--- WHAT YOU SHOULD DO ---
Please give the number of lines in the entries below that hold "Player", with no other words.

Source data
☆ ☆ ☆ ☆ ☆ ☆ ☆

pub mod concat;
pub mod flip;
pub mod info;
pub mod merge;
pub mod pad;
pub mod patch;
pub mod split;

pub use concat::*;
pub use flip::*;
pub use info::*;
pub use merge::*;
pub use pad::*;
pub use patch::*;
pub use split::*;
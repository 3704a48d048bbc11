use std::path::PathBuf;
use thiserror::Error;

#[derive(Error, Debug)]
pub enum RomforgeError {
    #[error("IO error: {0}")]
    Io(#[from] std::io::Error),

    #[error("input file not found: {0}")]
    InputNotFound(PathBuf),

    #[error("failed to allocate a {0} byte buffer")]
    Allocation(usize),

    #[error("size mismatch: {0}")]
    SizeMismatch(String),

    #[error("size out of range: {0}")]
    SizeOutOfRange(String),

    #[error("invalid pad byte '{0}': expected 0-255, decimal or 0x-prefixed hex")]
    InvalidPadByte(String),
}

pub type Result<T> = std::result::Result<T, RomforgeError>;
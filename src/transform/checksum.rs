use std::sync::OnceLock;

/// Generator polynomial shared by every table entry.
const POLYNOMIAL: u32 = 0x04C1_1DB7;

/// 256-entry remainder table, built on first use and immutable afterwards.
fn crc_table() -> &'static [u32; 256] {
    static TABLE: OnceLock<[u32; 256]> = OnceLock::new();
    TABLE.get_or_init(|| {
        let mut table = [0u32; 256];
        for (i, entry) in table.iter_mut().enumerate() {
            let mut accum = (i as u32) << 24;
            for _ in 0..8 {
                accum = if accum & 0x8000_0000 != 0 {
                    (accum << 1) ^ POLYNOMIAL
                } else {
                    accum << 1
                };
            }
            *entry = accum;
        }
        table
    })
}

/// MSB-first CRC-32 of `data`, starting from `seed`.
///
/// This is the non-reflected variant of polynomial 0x04C11DB7: bytes fold
/// into the top of the accumulator, with no bit reversal and no final XOR
/// mask. It intentionally does not match the common zlib CRC-32; existing
/// ROM info files carry this variant.
pub fn checksum(seed: u32, data: &[u8]) -> u32 {
    let table = crc_table();
    data.iter().fold(seed, |accum, &byte| {
        let index = ((accum >> 24) ^ u32::from(byte)) & 0xFF;
        (accum << 8) ^ table[index as usize]
    })
}
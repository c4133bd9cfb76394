//! An apple sliding across the top of the window.

use meadow::prelude::*;

/// Horizontal speed in pixels per second.
const SPEED: f32 = 300.0;
const SIZE: f32 = 100.0;

pub struct Player {
    name: String,
    x: f32,
    texture: Option<TextureHandle>,
}

impl Player {
    pub fn new(name: impl Into<String>) -> Self {
        Self {
            name: name.into(),
            x: 0.0,
            texture: None,
        }
    }

    pub fn x(&self) -> f32 {
        self.x
    }
}

impl Entity for Player {
    fn start(&mut self, ctx: &mut EntityCtx<'_>) {
        self.texture = ctx.texture("apple");
        match self.texture {
            Some(texture) => log::info!("{} ready with apple texture {texture}", self.name),
            None => log::error!("Failed to load apple texture for {}", self.name),
        }
    }

    fn update(&mut self, _ctx: &mut EntityCtx<'_>, dt: f32) -> anyhow::Result<()> {
        self.x += SPEED * dt;
        Ok(())
    }

    fn render(&self, ctx: &mut RenderCtx<'_>) -> anyhow::Result<()> {
        if let Some(texture) = self.texture {
            ctx.draw(texture, Rect::new(self.x, 0.0, SIZE, SIZE));
        }
        Ok(())
    }
}
//! # Entities
//!
//! Anything that lives in the [`Scene`](crate::scene::Scene) implements
//! [`Entity`]: four lifecycle callbacks the scene calls in a fixed order.
//!
//! ```text
//! spawn ──► start ──► update(dt) ─► render ─► update(dt) ─► render ... ──► destroy
//!                     └──────── one pair per frame ────────┘
//! ```
//!
//! Entities do not keep a pointer back to the engine. Each callback receives
//! a context instead:
//!
//! - [`EntityCtx`] in `start`/`update`: frame time, texture lookup, and the
//!   scene's spawn/despawn/census API.
//! - [`RenderCtx`] in `render`: the canvas, the viewport size and texture
//!   lookup.
//!
//! Errors returned from `update` or `render` are logged by the scene and do
//! not stop the frame.

use std::any::{Any, TypeId};
use std::fmt;

use crate::error::SceneError;
use crate::math::Rect;
use crate::platform::Canvas;
use crate::scene::Roster;
use crate::texture::{TextureHandle, TextureRegistry};
use crate::time::Time;

/// Identity of an entity within one scene. Never reused.
#[derive(Debug, Clone, Copy, PartialEq, Eq, Hash, PartialOrd, Ord)]
pub struct EntityId(u64);

impl EntityId {
    pub const fn from_raw(raw: u64) -> Self {
        Self(raw)
    }

    pub const fn raw(self) -> u64 {
        self.0
    }
}

impl fmt::Display for EntityId {
    fn fmt(&self, f: &mut fmt::Formatter<'_>) -> fmt::Result {
        write!(f, "#{}", self.0)
    }
}

/// Downcasting support for [`Entity`] trait objects.
///
/// Implemented for every `'static` type; you never implement it yourself.
pub trait AsAny: Any {
    fn as_any(&self) -> &dyn Any;
    fn as_any_mut(&mut self) -> &mut dyn Any;
}

impl<T: Any> AsAny for T {
    fn as_any(&self) -> &dyn Any {
        self
    }

    fn as_any_mut(&mut self) -> &mut dyn Any {
        self
    }
}

/// A participant in the frame loop.
pub trait Entity: AsAny {
    /// Called once, right after the entity joins the scene.
    fn start(&mut self, _ctx: &mut EntityCtx<'_>) {}

    /// Called once per frame with the seconds since the previous frame.
    fn update(&mut self, ctx: &mut EntityCtx<'_>, dt: f32) -> anyhow::Result<()>;

    /// Called once per frame after every entity has been updated.
    fn render(&self, ctx: &mut RenderCtx<'_>) -> anyhow::Result<()>;

    /// Called once, immediately before the entity leaves the scene.
    fn destroy(&mut self) {}
}

/// What an entity can see and do during `start` and `update`.
pub struct EntityCtx<'a> {
    id: EntityId,
    time: Time,
    textures: &'a TextureRegistry,
    roster: &'a mut Roster,
}

impl<'a> EntityCtx<'a> {
    pub(crate) fn new(
        id: EntityId,
        time: Time,
        textures: &'a TextureRegistry,
        roster: &'a mut Roster,
    ) -> Self {
        Self {
            id,
            time,
            textures,
            roster,
        }
    }

    /// The entity being called.
    pub fn id(&self) -> EntityId {
        self.id
    }

    pub fn time(&self) -> Time {
        self.time
    }

    pub fn textures(&self) -> &TextureRegistry {
        self.textures
    }

    /// Shorthand for `textures().lookup(name)`.
    pub fn texture(&self, name: &str) -> Option<TextureHandle> {
        self.textures.lookup(name)
    }

    /// Queue `entity` for insertion. It is started at the next frame start
    /// and first updated in that frame.
    pub fn spawn<E: Entity>(&mut self, entity: E) -> EntityId {
        self.roster.spawn(entity)
    }

    /// Queue `id` for removal. It receives no further calls; its `destroy`
    /// runs at the next frame start.
    pub fn despawn(&mut self, id: EntityId) -> Result<(), SceneError> {
        self.roster.despawn(id)
    }

    /// Queue the calling entity for removal.
    pub fn despawn_self(&mut self) -> Result<(), SceneError> {
        self.roster.despawn(self.id)
    }

    /// Live entities of type `E`, counting queued spawns and excluding queued
    /// removals.
    pub fn count<E: Entity>(&self) -> usize {
        self.roster.count_of(TypeId::of::<E>())
    }

    /// Live entities of any type, with the same accounting as [`count`](Self::count).
    pub fn population(&self) -> usize {
        self.roster.population()
    }

    pub fn is_alive(&self, id: EntityId) -> bool {
        self.roster.is_alive(id)
    }
}

/// What an entity can see and do during `render`.
pub struct RenderCtx<'a> {
    id: EntityId,
    canvas: &'a mut dyn Canvas,
    viewport: (u32, u32),
    textures: &'a TextureRegistry,
}

impl<'a> RenderCtx<'a> {
    pub(crate) fn new(
        id: EntityId,
        canvas: &'a mut dyn Canvas,
        viewport: (u32, u32),
        textures: &'a TextureRegistry,
    ) -> Self {
        Self {
            id,
            canvas,
            viewport,
            textures,
        }
    }

    pub fn id(&self) -> EntityId {
        self.id
    }

    /// Drawable area in pixels.
    pub fn viewport(&self) -> (u32, u32) {
        self.viewport
    }

    pub fn textures(&self) -> &TextureRegistry {
        self.textures
    }

    /// Draw `texture` over `rect` (pixels, top-left origin).
    pub fn draw(&mut self, texture: TextureHandle, rect: Rect) {
        self.canvas.draw_textured_rect(texture, rect, self.viewport);
    }
}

☆ ☆ ☆ ☆ ☆ ☆ ☆

--- EXERCISE RESULT ---
3